▸ **WHAT YOU NEED TO DO**
Take the data below and filter it for lines containing the word "PRIVATE"; show each line found.

____ RECORDS PROVIDED

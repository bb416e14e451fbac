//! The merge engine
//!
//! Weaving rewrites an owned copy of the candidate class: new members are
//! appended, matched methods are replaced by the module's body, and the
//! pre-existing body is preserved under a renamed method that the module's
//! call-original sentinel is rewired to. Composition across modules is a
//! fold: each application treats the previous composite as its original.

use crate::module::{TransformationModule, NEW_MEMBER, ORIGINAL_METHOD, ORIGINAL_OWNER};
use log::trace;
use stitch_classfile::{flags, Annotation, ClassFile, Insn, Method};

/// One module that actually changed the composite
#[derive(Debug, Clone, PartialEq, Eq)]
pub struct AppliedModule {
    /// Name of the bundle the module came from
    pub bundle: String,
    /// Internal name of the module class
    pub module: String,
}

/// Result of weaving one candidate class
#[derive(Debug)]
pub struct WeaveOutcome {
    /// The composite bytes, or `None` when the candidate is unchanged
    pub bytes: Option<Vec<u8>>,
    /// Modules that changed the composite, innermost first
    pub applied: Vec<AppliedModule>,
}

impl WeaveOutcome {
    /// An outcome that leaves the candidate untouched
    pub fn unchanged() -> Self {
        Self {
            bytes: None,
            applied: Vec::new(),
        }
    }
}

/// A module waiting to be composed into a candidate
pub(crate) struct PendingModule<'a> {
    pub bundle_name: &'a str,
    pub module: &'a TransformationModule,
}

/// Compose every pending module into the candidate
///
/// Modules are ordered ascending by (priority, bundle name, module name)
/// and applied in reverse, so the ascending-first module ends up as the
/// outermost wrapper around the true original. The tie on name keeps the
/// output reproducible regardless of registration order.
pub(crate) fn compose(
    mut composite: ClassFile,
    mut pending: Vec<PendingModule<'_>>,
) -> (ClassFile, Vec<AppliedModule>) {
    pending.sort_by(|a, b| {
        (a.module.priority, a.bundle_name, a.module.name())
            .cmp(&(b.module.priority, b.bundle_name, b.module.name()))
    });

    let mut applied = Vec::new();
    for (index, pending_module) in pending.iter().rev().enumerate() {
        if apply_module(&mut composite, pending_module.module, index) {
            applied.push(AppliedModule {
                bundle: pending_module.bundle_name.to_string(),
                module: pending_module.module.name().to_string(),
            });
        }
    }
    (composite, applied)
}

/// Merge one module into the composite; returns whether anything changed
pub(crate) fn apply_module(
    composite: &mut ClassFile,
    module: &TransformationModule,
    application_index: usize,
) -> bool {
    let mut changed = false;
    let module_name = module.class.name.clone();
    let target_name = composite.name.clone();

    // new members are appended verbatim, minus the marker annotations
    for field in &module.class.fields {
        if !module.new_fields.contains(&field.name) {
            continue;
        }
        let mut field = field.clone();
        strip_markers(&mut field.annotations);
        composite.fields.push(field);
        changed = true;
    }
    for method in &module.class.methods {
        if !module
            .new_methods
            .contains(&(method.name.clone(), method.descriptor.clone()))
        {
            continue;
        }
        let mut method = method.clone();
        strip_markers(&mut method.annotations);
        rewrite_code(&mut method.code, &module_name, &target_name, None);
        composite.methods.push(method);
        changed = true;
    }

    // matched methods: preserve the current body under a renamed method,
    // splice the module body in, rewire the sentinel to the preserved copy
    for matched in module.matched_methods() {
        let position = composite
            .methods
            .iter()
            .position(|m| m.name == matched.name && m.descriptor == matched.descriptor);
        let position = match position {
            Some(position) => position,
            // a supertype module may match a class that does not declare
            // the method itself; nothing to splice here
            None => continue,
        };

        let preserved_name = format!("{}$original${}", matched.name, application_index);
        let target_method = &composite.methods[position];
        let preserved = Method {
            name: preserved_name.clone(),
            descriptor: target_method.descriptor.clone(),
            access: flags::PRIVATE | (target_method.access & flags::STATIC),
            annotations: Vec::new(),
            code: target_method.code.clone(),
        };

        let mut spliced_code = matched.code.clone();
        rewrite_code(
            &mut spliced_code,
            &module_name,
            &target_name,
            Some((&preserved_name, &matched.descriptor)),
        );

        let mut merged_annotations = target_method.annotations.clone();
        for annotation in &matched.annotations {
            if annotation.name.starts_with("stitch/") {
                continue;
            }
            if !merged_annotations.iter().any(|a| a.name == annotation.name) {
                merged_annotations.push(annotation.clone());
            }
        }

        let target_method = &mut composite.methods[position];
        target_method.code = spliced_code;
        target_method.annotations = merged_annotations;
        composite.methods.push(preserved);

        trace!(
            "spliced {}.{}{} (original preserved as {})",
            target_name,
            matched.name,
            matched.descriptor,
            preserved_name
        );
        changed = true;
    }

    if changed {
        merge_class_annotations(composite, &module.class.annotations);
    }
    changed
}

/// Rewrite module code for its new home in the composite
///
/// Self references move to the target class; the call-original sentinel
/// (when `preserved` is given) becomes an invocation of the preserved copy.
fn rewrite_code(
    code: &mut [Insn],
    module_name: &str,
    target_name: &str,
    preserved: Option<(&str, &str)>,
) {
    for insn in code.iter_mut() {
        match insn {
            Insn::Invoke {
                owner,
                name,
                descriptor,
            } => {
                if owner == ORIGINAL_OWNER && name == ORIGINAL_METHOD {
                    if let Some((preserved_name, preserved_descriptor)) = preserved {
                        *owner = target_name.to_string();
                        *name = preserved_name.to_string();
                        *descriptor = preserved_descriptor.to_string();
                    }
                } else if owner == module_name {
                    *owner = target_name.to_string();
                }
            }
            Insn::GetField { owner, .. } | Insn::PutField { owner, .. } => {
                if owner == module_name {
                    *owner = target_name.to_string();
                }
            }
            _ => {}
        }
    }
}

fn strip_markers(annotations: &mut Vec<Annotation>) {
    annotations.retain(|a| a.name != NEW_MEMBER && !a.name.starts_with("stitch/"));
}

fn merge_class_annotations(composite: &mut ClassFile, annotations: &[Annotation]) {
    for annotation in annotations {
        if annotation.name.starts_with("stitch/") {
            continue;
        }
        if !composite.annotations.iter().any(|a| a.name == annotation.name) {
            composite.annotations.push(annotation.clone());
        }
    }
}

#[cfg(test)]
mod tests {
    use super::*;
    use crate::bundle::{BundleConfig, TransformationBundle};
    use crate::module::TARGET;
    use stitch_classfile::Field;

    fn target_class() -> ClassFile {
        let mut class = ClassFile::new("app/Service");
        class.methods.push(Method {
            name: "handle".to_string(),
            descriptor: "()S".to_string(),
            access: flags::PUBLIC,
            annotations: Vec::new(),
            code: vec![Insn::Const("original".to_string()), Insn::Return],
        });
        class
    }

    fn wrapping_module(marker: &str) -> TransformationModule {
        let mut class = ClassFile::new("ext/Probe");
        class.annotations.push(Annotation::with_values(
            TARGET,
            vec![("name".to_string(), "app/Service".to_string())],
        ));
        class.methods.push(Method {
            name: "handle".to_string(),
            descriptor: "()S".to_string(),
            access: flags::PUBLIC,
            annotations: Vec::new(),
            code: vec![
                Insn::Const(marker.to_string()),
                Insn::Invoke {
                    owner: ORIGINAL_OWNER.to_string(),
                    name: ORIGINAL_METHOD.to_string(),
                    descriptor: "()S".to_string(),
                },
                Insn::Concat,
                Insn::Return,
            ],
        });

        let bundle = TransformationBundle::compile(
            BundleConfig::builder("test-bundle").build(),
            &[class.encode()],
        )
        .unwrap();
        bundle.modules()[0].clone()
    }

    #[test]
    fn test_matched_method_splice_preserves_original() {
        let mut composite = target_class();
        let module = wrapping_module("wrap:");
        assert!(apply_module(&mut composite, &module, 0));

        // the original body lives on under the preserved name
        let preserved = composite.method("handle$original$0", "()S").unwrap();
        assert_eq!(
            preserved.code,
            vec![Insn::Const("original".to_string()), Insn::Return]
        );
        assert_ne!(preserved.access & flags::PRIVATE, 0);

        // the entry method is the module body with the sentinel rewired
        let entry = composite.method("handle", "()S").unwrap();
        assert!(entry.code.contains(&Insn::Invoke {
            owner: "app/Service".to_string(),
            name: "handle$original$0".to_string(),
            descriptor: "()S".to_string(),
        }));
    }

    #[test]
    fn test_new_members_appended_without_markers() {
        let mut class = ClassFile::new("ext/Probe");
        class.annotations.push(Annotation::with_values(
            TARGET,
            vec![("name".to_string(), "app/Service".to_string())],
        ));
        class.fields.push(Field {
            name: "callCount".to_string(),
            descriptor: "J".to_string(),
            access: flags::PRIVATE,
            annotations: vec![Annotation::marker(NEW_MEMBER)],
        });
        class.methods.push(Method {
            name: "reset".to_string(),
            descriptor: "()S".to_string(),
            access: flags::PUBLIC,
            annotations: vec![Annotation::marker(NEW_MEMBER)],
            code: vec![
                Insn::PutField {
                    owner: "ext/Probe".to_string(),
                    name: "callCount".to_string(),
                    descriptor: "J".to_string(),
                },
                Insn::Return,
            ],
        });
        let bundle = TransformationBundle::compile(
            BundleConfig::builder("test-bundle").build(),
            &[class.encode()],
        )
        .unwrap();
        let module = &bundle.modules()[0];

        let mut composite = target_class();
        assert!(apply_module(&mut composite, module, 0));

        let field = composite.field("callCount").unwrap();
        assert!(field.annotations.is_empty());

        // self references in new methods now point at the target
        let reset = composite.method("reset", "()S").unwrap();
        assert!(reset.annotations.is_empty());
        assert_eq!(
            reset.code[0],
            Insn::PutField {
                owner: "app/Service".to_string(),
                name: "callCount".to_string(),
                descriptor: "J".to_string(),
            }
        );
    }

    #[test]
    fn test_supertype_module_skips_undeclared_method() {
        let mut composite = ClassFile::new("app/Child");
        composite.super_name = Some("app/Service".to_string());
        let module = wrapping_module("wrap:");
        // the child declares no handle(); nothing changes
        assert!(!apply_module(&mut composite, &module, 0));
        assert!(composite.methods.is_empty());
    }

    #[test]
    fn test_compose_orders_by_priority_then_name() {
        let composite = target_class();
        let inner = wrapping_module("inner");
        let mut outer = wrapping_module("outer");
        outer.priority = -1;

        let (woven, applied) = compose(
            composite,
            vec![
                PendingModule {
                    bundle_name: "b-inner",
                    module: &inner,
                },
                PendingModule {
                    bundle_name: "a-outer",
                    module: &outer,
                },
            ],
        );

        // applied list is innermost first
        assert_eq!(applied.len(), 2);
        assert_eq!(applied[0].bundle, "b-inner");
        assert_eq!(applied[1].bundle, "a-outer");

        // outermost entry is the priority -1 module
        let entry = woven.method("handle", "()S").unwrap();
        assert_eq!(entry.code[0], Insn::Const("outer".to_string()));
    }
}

________
____ RECORDS PROVIDED

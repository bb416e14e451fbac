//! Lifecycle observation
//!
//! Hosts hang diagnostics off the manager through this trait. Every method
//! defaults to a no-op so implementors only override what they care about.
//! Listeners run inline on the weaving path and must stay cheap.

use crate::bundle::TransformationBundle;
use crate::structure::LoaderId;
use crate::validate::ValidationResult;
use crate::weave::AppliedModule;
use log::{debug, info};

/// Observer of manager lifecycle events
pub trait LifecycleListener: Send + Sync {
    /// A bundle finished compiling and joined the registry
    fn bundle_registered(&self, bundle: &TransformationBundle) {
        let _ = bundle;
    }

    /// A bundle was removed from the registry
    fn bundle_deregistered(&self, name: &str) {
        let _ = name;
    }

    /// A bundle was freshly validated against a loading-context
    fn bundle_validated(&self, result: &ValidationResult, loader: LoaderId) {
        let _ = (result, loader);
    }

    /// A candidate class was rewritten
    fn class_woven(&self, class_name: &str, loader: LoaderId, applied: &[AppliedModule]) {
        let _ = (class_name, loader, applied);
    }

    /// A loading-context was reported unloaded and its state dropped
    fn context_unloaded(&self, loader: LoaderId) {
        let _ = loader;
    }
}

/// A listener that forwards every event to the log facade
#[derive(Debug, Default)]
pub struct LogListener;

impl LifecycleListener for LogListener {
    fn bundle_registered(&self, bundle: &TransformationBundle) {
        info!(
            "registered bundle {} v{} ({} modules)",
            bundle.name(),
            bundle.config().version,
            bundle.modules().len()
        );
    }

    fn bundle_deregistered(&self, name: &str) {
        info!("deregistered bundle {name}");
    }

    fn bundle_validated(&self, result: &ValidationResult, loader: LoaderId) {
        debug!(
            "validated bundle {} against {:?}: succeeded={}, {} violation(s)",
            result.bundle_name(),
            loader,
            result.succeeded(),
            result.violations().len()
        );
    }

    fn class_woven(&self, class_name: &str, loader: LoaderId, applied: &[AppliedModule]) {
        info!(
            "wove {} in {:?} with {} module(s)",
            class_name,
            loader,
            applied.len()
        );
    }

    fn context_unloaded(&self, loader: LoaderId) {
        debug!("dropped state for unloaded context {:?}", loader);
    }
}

________

▸ **RESULT OF THE TASK**
            access: flags::PRIVATE | (target_method.access & flags::STATIC),
        assert_ne!(preserved.access & flags::PRIVATE, 0);
            access: flags::PRIVATE,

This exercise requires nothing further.